One day after Dr Cheddi ‘Joey’ Jagan endorsed the APNU+AFC coalition, the People’s Progressive Party/Civic (PPP/C) released a letter it said was written by his late mother, former president Janet Jagan, in which, among other things, she said he had humiliated his late father, Dr Cheddi Jagan.
According to the letter, released as an advertisement, just before she died Janet Jagan had asked a close associate to release the letter to “show the public how her own son disrespected & betrayed his parents and the PPP/C, even when they were alive.”
Janet Jagan died in March 2009, more than 5 years ago and this is the first time the letter has been made public. Its publication came on the heels of Joey Jagan’s endorsement of the coalition.
The letter, which is handwritten and difficult to decipher, speaks, among other things, about Joey Jagan’s “attitude to his mother”, about him expressing “his lies” and the fact that he had “humiliated Cheddi.” All three of these sections were highlighted in the advertisement.

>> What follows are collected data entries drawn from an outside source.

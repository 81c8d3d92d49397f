//! Cancel Flow: backend for the subscription cancellation wizard.

pub mod api;
pub mod config;
pub mod education;
pub mod error;
pub mod flow;
pub mod notify;
pub mod retry;
pub mod server;
pub mod store;
pub mod submissions;
//! Cancellation-reason vocabulary and legacy label canonicalization.

pub const NOT_GETTING_ENOUGH_REVIEWS: &str = "Not Getting Enough Reviews";
pub const TOO_EXPENSIVE: &str = "Too Expensive";
pub const NOT_SEEING_ENOUGH_VALUE: &str = "Not Seeing Enough Value";
pub const MISSING_FEATURES: &str = "Missing Features";
pub const TECHNICAL_ISSUES: &str = "Technical Issues";
pub const POOR_EXPERIENCE: &str = "Poor Experience";
pub const ONLY_NEEDED_TEMPORARILY: &str = "Only Needed Temporarily";
pub const SOMETHING_ELSE: &str = "Something Else";

/// The canonical reasons, in the order the form presents them.
pub const CANONICAL_REASONS: [&str; 8] = [
    NOT_GETTING_ENOUGH_REVIEWS,
    TOO_EXPENSIVE,
    NOT_SEEING_ENOUGH_VALUE,
    MISSING_FEATURES,
    TECHNICAL_ISSUES,
    POOR_EXPERIENCE,
    ONLY_NEEDED_TEMPORARILY,
    SOMETHING_ELSE,
];

/// Labels older clients still send. Keys are lowercase.
const LEGACY_LABELS: [(&str, &str); 3] = [
    ("found better alternative", NOT_SEEING_ENOUGH_VALUE),
    ("no longer needed", ONLY_NEEDED_TEMPORARILY),
    ("other", SOMETHING_ELSE),
];

/// Map a raw reason label to its canonical form.
///
/// Matching is case-insensitive and ignores surrounding whitespace. Labels
/// outside the table come back unchanged.
pub fn canonicalize(raw: &str) -> String {
    let key = raw.trim().to_lowercase();
    if let Some((_, canonical)) = LEGACY_LABELS.iter().find(|(legacy, _)| *legacy == key) {
        return (*canonical).to_string();
    }
    if let Some(canonical) = CANONICAL_REASONS.iter().find(|c| c.to_lowercase() == key) {
        return (*canonical).to_string();
    }
    raw.to_string()
}

/// Canonicalize every reason, dropping blanks and repeats while keeping order.
pub fn canonicalize_all<S: AsRef<str>>(raw: &[S]) -> Vec<String> {
    let mut out: Vec<String> = Vec::with_capacity(raw.len());
    for r in raw {
        if r.as_ref().trim().is_empty() {
            continue;
        }
        let c = canonicalize(r.as_ref());
        if !out.contains(&c) {
            out.push(c);
        }
    }
    out
}

/// Whether `reasons` (raw or canonical) contains the canonical `reason`.
pub fn contains<S: AsRef<str>>(reasons: &[S], reason: &str) -> bool {
    reasons.iter().any(|r| canonicalize(r.as_ref()) == reason)
}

While Joey Jagan has endorsed the coalition he is not a candidate on its electoral list. However, in 2011, he was on the PPP/C’s list and there was no mention of any letter written by his mother then.
On Monday Dr Jagan Jnr in endorsing the PPP/C said, “I am appealing to all voters out there to throw aside the prejudices, throw aside your blind loyalty to people who cannot help you anymore. After 23 years of rule it is time for a change.”
Meanwhile, one day after he endorsed the coalition, his sister, Nadira Jagan-Brancier, in a brief letter to this newspaper, made it clear that she does not support the coalition dispelling what she described as “rumours that the children of Cheddi and Janet Jagan are supporting the APNU+AFC Coalition.
“I am writing to let it be known that I support the People’s Progressive Party/Civic in the upcoming elections on May 11, 2015 and urge everyone to go out and vote early on that day for the Cup,” she said in the letter.
Her support comes even as she has had issues with some in the ruling party about their ostentatious lifestyle unlike that which was led by her parents.
At a March 10 press conference, former president Bharrat Jagdeo had defended his palatial home and contentious presidential benefits package. “I don’t believe ministers should have to live in a logie to prove that they are not corrupt… Cheddi Jagan didn’t have to prove that by living in a logie,” Jagdeo had said, when asked if he believed that his posh home and the rapid accumulation of wealth by ministers in the PPP/C would be within the late president’s ideals.
Jagan-Brancier was forced to respond to these comments.
“I am extremely disappointed that Bharrat Jagdeo would try to compare his lifestyle to that of my parents, former presidents Dr Cheddi Jagan and Mrs Janet Jagan, and defend his opulent lifestyle by pathetically claiming that my parents also lived in a large house in an affluent community. Nothing could be further from the truth,” she had written in a letter.
Earlier, on March 28, 2012 at Babu John during a remembrance service for her late mother a visibly emotional Jagan-Brancier, who was almost in tears at the end of her short speech, had urged those who were gathered to visit her parent’s Bel Air house which is now a heritage site and is open to the public, to see how humbly they lived compared to how government officials live at present.
“I really encourage people to go in Bel Air and see the house where they lived because they lived a very simple life; they didn’t have a big ostentatious house that you see nowadays with government officials, party officials, which is a very sad thing, I think personally,” she had said at the time.
She had further stated that the party puts out a platform that says, “Cheddi Jagan our living guide,” but that it is not enough to “go out there and say lovely speeches about who my parents were, what they did and the legacy that we are carrying on.
“To me the most important point [is that]… my parents had very, very, very high moral…standards [and] this I find is very lacking in many of the leaders. My parents… [were] probably the most incorruptible people you would ever find; their honesty and integrity were of very high standards that unfortunately do not exist, or I don’t see it in many of the leaders of the party and of the government,” Jagan-Brancier had said to loud applause.